The snow kept falling, thick and heavy, muffling sound and swallowing color until the world seemed reduced to white, gray, and the dark silhouettes of armed men.
Luffy stood at the front of the group, head lowered, fists clenched at his sides so tightly that his knuckles had gone pale. His breathing was slow—deliberately so. Anyone who knew him well could tell this wasn't calm. This was restraint. Forced. Artificial. Like holding a storm inside a bottle and pretending it was just air.
The villagers stared at him in disbelief.
Pirates didn't bow. Not real ones. Not captains.
The man in the green jacket studied Luffy for a long moment, his grip tightening on his rifle. He looked from Luffy's lowered head to Vivi, still kneeling in the snow, then back to the ship behind them—the strange ship, crewed by strangers who didn't look afraid enough.
Finally, he turned.
"I'll take you to the village," he said gruffly. "But make one wrong move, and you're dead."
Luffy lifted his head slowly. His face was blank again, perfectly controlled, like the moment before lightning strikes.
"Understood," he said.
The tension didn't ease, but it shifted. Rifles lowered just enough to suggest hesitation rather than mercy. The villagers began to move uphill, boots crunching through snow and ice.
"Sanji," Luffy said quietly without looking back.
"Yes, captain."
"Bring Nami. Carefully."
Sanji didn't joke. He didn't flirt. He simply turned and went inside, shoulders set, jaw tight. He emerged moments later with Nojiko and Vivi helping him carry Nami on a makeshift stretcher of blankets and planks.
Nami's skin was burning hot despite the cold. Her breathing was shallow. Every step uphill felt like time itself scraping against Luffy's nerves.
They followed the villagers in silence.
Behind them, Zoro watched Vivi with unreadable eyes. Johnny and Yosaku stayed close to him, hands near their weapons, while Usopp hovered awkwardly near the back, eyes darting between the armed locals and Luffy's rigid posture.
After a few minutes, Usopp leaned toward Vivi, his voice low.
"…You really shouldn't have said that."
Vivi blinked. "Said what?"
"That he wasn't fit to be captain."
Her lips parted slightly. "I—"
"I know you were trying to help," Usopp continued, not unkindly. "But you don't understand what you did."
Vivi looked ahead at Luffy's back. He walked straight, steady, coat snapping in the wind, snow melting the moment it touched his shoulders.

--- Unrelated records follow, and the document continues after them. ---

//! Text encodings for keys and identifiers.
//!
//! | Name | Encoding |
//! |------|----------|
//! | `hex/plain` | lowercase hex |
//! | `hex/0x-prefix` | lowercase hex with a `0x` prefix |
//! | `base58/plain` | Bitcoin-alphabet base58 |
//! | `base64/plain` | standard padded base64 |
//!
//! Messaging public keys are base58 strings that always start with
//! `MsgKey`, produced by a fixed six-byte prefix in front of the descriptive
//! key bytes.

use std::fmt;
use std::str::FromStr;

use base64::Engine as _;

use crate::error::{Error, Result};
use crate::keys::ids::ID_SECP256K1;
use crate::keys::PublicKey;
use crate::registry;

/// Bytes placed in front of a messaging key so its base58 form reads `MsgKey…`
pub const MESSAGING_KEY_PREFIX: [u8; 6] = [0x1f, 0xf8, 0x39, 0xbf, 0x85, 0x99];

/// A supported text encoding
#[derive(Debug, Clone, Copy, PartialEq, Eq)]
pub enum Encoding {
    /// Lowercase hex
    Hex,
    /// Lowercase hex with `0x` prefix
    Hex0xPrefix,
    /// Base58, Bitcoin alphabet
    Base58,
    /// Standard base64 with padding
    Base64,
}

impl Encoding {
    /// Canonical name
    pub fn name(&self) -> &'static str {
        match self {
            Encoding::Hex => "hex/plain",
            Encoding::Hex0xPrefix => "hex/0x-prefix",
            Encoding::Base58 => "base58/plain",
            Encoding::Base64 => "base64/plain",
        }
    }
}

impl fmt::Display for Encoding {
    fn fmt(&self, f: &mut fmt::Formatter<'_>) -> fmt::Result {
        f.pad(self.name())
    }
}

impl FromStr for Encoding {
    type Err = Error;

    fn from_str(s: &str) -> Result<Self> {
        match s {
            "hex/plain" => Ok(Encoding::Hex),
            "hex/0x-prefix" => Ok(Encoding::Hex0xPrefix),
            "base58/plain" => Ok(Encoding::Base58),
            "base64/plain" => Ok(Encoding::Base64),
            other => Err(Error::EncodingError(format!("unsupported encoding {:?}", other))),
        }
    }
}

/// Encode bytes as text
pub fn encode(encoding: Encoding, bytes: &[u8]) -> String {
    match encoding {
        Encoding::Hex => hex::encode(bytes),
        Encoding::Hex0xPrefix => encode_hex_0x_prefix(bytes),
        Encoding::Base58 => bs58::encode(bytes).into_string(),
        Encoding::Base64 => base64::engine::general_purpose::STANDARD.encode(bytes),
    }
}

/// Decode text into bytes
pub fn decode(encoding: Encoding, text: &str) -> Result<Vec<u8>> {
    Ok(match encoding {
        Encoding::Hex => hex::decode(text)?,
        Encoding::Hex0xPrefix => decode_hex_0x_prefix(text)?,
        Encoding::Base58 => bs58::decode(text).into_vec()?,
        Encoding::Base64 => base64::engine::general_purpose::STANDARD.decode(text)?,
    })
}

/// `0x`-prefixed lowercase hex
pub fn encode_hex_0x_prefix(bytes: &[u8]) -> String {
    format!("0x{}", hex::encode(bytes))
}

/// Decode `0x`-prefixed hex; the prefix is required
pub fn decode_hex_0x_prefix(text: &str) -> Result<Vec<u8>> {
    let stripped = text
        .strip_prefix("0x")
        .ok_or_else(|| Error::EncodingError("hex: missing 0x prefix".into()))?;
    Ok(hex::decode(stripped)?)
}

/// Encode a public key as a `MsgKey…` messaging key
///
/// secp256k1 keys are not accepted as messaging keys.
pub fn encode_messaging_public_key(key: &PublicKey) -> Result<String> {
    let descriptive = registry::descriptive_bytes_from_public_key(key);
    if descriptive[0] == ID_SECP256K1 {
        return Err(Error::UnsupportedKeyType(
            "secp256k1 not supported as a messaging key".into(),
        ));
    }

    let mut out = Vec::with_capacity(MESSAGING_KEY_PREFIX.len() + descriptive.len());
    out.extend_from_slice(&MESSAGING_KEY_PREFIX);
    out.extend_from_slice(&descriptive);
    Ok(bs58::encode(out).into_string())
}

/// Decode a `MsgKey…` messaging key back into a public key
pub fn decode_messaging_public_key(text: &str) -> Result<PublicKey> {
    let bytes = bs58::decode(text).into_vec()?;
    let descriptive = bytes
        .strip_prefix(MESSAGING_KEY_PREFIX.as_slice())
        .ok_or_else(|| Error::EncodingError("missing messaging key prefix".into()))?;

    let key = registry::public_key_from_descriptive_bytes(descriptive)?;
    if descriptive[0] == ID_SECP256K1 {
        return Err(Error::UnsupportedKeyType(
            "secp256k1 not supported as a messaging key".into(),
        ));
    }
    Ok(key)
}

// ============================================================================
// TESTS
// ============================================================================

Usopp swallowed. "I've seen him kill people for less."
Vivi's breath hitched.
Ahead, the village finally came into view—simple wooden houses half-buried in snow, smoke rising weakly from chimneys like the island itself was struggling to breathe.
The man in the green jacket stopped and raised a hand.
"Doctor Kureha doesn't like outsiders," he said. "Especially pirates."
Luffy stepped forward. "Then tell her this," he said evenly. "If she saves my navigator, I'll leave without breaking a single rule of this island."
The man studied him again, then nodded once and gestured toward a steep slope leading higher into the mountains.
"She lives up there."
Vivi looked up at the path, eyes widening. "That's impossible in this weather!"
Luffy didn't hesitate. "Sanji. Zoro."
Zoro smirked faintly. "About time."
Sanji adjusted his grip on the stretcher. "Hold on, Nami," he muttered. "We're not losing you to a snow-covered rock with an attitude."
As they began the climb, thunder rolled faintly in the distance—not from clouds heavy with rain, but from something deeper, angrier. The sky above Drum Island darkened despite the snow, flashes of lightning dancing far above the peaks.
Zoro glanced upward. "He's still holding it back."
Johnny shivered. "Holding what back?"
Zoro didn't answer.
At the rear, Vivi slowed, her heart heavy. She looked at Luffy again—at the way his shoulders were too stiff, the way the air around him felt charged, dangerous.
She finally understood.
Luffy hadn't bowed because he was weak.
He had bowed because if he didn't… this island might not survive the alternative.
Another thunderclap shook the mountains.
"Yeah," Zoro muttered quietly, eyes on the sky. "She's really lucky."